(Try it)
Scan the entries below for the word "NoopObserver" and copy every line in which it occurs.
--- Entries shown ---
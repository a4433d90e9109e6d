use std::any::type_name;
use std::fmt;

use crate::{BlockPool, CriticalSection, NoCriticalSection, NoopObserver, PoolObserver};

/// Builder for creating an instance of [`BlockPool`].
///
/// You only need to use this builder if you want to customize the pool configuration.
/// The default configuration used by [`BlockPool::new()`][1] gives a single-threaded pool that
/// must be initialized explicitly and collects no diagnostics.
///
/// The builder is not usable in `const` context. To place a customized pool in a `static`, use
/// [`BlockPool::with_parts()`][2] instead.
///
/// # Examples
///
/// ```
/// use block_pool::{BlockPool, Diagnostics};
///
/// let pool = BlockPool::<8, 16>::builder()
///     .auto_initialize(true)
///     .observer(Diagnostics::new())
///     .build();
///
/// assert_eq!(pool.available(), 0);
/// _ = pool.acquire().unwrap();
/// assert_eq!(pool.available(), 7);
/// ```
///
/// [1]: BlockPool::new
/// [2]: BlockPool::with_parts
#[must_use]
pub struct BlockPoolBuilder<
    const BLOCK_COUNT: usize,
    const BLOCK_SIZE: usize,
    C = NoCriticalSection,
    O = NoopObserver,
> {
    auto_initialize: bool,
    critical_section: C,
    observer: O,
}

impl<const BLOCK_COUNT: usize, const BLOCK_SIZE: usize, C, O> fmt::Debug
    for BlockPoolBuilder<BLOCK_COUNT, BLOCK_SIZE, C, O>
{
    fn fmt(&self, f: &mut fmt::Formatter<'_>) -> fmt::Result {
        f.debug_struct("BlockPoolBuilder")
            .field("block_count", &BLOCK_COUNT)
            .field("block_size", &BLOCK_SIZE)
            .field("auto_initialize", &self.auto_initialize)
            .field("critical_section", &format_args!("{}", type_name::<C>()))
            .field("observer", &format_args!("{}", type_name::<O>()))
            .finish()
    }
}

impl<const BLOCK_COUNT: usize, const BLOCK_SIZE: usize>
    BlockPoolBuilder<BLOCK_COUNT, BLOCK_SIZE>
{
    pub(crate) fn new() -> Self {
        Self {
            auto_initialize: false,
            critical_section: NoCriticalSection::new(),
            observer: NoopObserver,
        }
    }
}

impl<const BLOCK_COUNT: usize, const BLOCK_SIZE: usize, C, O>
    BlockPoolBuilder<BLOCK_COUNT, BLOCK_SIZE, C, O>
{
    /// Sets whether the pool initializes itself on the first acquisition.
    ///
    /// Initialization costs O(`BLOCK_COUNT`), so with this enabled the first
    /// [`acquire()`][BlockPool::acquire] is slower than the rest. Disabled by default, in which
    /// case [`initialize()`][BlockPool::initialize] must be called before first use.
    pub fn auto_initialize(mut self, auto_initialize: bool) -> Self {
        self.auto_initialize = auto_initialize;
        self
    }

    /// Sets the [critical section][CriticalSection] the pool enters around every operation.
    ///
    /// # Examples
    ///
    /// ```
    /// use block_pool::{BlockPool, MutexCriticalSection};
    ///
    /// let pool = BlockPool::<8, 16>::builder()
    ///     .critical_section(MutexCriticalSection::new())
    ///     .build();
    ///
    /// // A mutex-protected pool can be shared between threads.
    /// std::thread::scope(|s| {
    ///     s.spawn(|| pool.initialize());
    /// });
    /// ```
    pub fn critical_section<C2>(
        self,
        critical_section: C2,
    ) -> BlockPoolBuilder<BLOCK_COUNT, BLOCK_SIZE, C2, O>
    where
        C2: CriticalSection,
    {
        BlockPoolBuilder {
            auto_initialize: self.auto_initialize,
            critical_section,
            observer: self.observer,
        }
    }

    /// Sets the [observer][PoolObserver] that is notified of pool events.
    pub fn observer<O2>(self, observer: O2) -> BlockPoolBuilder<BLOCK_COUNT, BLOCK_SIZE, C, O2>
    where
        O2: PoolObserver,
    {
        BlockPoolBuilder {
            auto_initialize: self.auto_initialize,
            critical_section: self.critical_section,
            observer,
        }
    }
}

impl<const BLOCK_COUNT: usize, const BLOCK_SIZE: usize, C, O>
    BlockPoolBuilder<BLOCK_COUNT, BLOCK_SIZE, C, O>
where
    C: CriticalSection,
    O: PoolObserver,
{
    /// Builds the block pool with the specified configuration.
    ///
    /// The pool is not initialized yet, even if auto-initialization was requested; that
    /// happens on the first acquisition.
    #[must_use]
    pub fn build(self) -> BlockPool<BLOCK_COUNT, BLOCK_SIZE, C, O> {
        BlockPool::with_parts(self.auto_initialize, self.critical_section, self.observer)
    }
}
---
--- Entries shown ---
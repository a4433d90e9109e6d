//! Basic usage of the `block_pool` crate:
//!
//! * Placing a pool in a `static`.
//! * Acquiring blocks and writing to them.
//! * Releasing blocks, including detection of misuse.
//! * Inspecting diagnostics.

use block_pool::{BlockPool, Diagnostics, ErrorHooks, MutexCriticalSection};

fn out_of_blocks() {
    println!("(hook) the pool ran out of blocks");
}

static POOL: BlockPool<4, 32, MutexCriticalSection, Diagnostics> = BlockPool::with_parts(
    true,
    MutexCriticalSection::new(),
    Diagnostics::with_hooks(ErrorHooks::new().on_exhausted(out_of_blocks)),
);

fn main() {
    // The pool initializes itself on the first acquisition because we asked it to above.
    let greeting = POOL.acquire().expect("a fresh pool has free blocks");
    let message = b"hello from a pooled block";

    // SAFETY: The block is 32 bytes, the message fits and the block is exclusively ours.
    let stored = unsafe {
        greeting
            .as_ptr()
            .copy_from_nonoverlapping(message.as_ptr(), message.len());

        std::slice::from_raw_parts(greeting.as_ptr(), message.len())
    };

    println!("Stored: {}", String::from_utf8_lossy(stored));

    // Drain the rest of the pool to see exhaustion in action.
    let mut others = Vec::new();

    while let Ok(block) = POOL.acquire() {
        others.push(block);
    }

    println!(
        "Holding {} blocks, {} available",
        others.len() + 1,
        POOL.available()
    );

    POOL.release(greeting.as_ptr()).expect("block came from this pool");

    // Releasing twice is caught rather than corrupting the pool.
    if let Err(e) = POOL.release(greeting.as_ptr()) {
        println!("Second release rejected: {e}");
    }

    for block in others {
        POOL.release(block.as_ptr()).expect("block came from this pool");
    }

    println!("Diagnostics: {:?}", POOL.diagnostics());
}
---
(Answer space)
use crate::{BlockPool, CriticalSection, NoCriticalSection, NoopObserver, PoolObserver};
    O = NoopObserver,
            observer: NoopObserver,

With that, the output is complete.